我正在尝试通过从一堆使用 pyspark 读取的 csv 文件中流式传输数据来编写增量学习算法(例如 sklearn SGD Classifier)。如何将通过 spark.readStream
获得的数据转换为下游机器学习算法?
from pyspark.sql import SparkSession
from pyspark.sql.types import StructType, StructField, IntegerType, FloatType
fieldnames = ["x0", "x1", "x2", "x3", "x4", "x5", "x6", "x7", "x8", "y"]
fieldtypes = [StructField(i, FloatType(), True) for i in fieldnames]
schema = StructType(fieldtypes)
spark = SparkSession.builder.appName('streamcsv').getOrCreate()
agr_data = spark.readStream.format("csv").schema(schema).option("header", False).\
option("maxFilesPerTrigger", 1).load("../datasets/spark")
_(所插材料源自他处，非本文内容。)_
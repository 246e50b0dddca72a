use anyhow::Result;
use clap::Parser;
use dqn_breakout::{run, test, train, Args};
use std::path::Path;
use tempdir::TempDir;

fn args(dir: &Path, n_episodes: usize, extra: &[&str]) -> Args {
    let logdir = dir.join("log");
    let model = dir.join("model");
    let mut argv = vec![
        "dqn-breakout".to_string(),
        "--device".to_string(),
        "cpu".to_string(),
        "--logdir".to_string(),
        logdir.to_string_lossy().into_owned(),
        "--model".to_string(),
        model.to_string_lossy().into_owned(),
        "--episode".to_string(),
        n_episodes.to_string(),
    ];
    let small = [
        "--warmup", "8", "--capacity", "100", "--batch-size", "4",
        "--eps-decay", "20", "--freq", "4", "--target-freq", "16", "--eval-freq", "2",
        "--test-episode", "1", "--max-episode-steps", "40",
    ];
    argv.extend(small.iter().chain(extra.iter()).map(|s| s.to_string()));
    Args::try_parse_from(argv).unwrap()
}

#[test]
fn test_train_resume_and_test() -> Result<()> {
    let dir = TempDir::new("dqn_breakout")?;
    let logdir = dir.path().join("log");

    let session = train(&args(dir.path(), 3, &["--full-checkpoints"]))?;
    assert_eq!(session.episode, 2);
    assert!(session.total_steps > 0);
    assert!(session.best_eval_reward.is_finite());

    assert!(logdir.join("config.yaml").exists());
    assert!(logdir.join("best/qnet.safetensors").exists());
    assert!(!logdir.join("best/opt.safetensors").exists());
    assert!(logdir.join("2/qnet.safetensors").exists());
    assert!(logdir.join("2/qnet_tgt.safetensors").exists());
    assert!(logdir.join("2/opt.safetensors").exists());
    assert!(dir.path().join("model/qnet.safetensors").exists());

    // Resumes at episode 2 and evaluates again at episode 4.
    let session = train(&args(dir.path(), 5, &["--full-checkpoints", "--resume", "2"]))?;
    assert_eq!(session.episode, 4);
    assert!(logdir.join("4/opt.safetensors").exists());

    let score = test(&args(dir.path(), 3, &["--test-only"]))?;
    assert!(score >= 0.0);
    Ok(())
}

#[test]
fn test_test_only_without_model_fails() -> Result<()> {
    let dir = TempDir::new("dqn_breakout_missing")?;
    assert!(run(&args(dir.path(), 3, &["--test-only"])).is_err());
    Ok(())
}

#[test]
fn test_show_config_does_not_train() -> Result<()> {
    let dir = TempDir::new("dqn_breakout_config")?;
    run(&args(dir.path(), 3, &["--show-config"]))?;
    assert!(!dir.path().join("log").exists());
    assert!(!dir.path().join("model").exists());
    Ok(())
}

#[test]
fn test_warmup_shorter_than_batch_fails_before_training() -> Result<()> {
    let dir = TempDir::new("dqn_breakout_warmup")?;
    let logdir = dir.path().join("log");
    let args = Args::try_parse_from([
        "dqn-breakout",
        "--device",
        "cpu",
        "--logdir",
        logdir.to_str().unwrap(),
        "--warmup",
        "0",
        "--batch-size",
        "32",
    ])?;

    assert!(train(&args).is_err());
    assert!(!logdir.exists());
    Ok(())
}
# access agr_data as dictionary or pandas df
# run sklearn partial_fit on that data
我尝试了以下代码:
query = agr_data.writeStream.format("memory").queryName("data_sink").start()
agr_data \
.writeStream \
.queryName("aggregates") \
.outputMode("append") \
.format("memory") \
.start()
spark.sql("select * from aggregates").show()
我把它作为输出
+---+---+---+---+---+---+---+---+---+---+
| x0| x1| x2| x3| x4| x5| x6| x7| x8| y|
+---+---+---+---+---+---+---+---+---+---+
+---+---+---+---+---+---+---+---+---+---+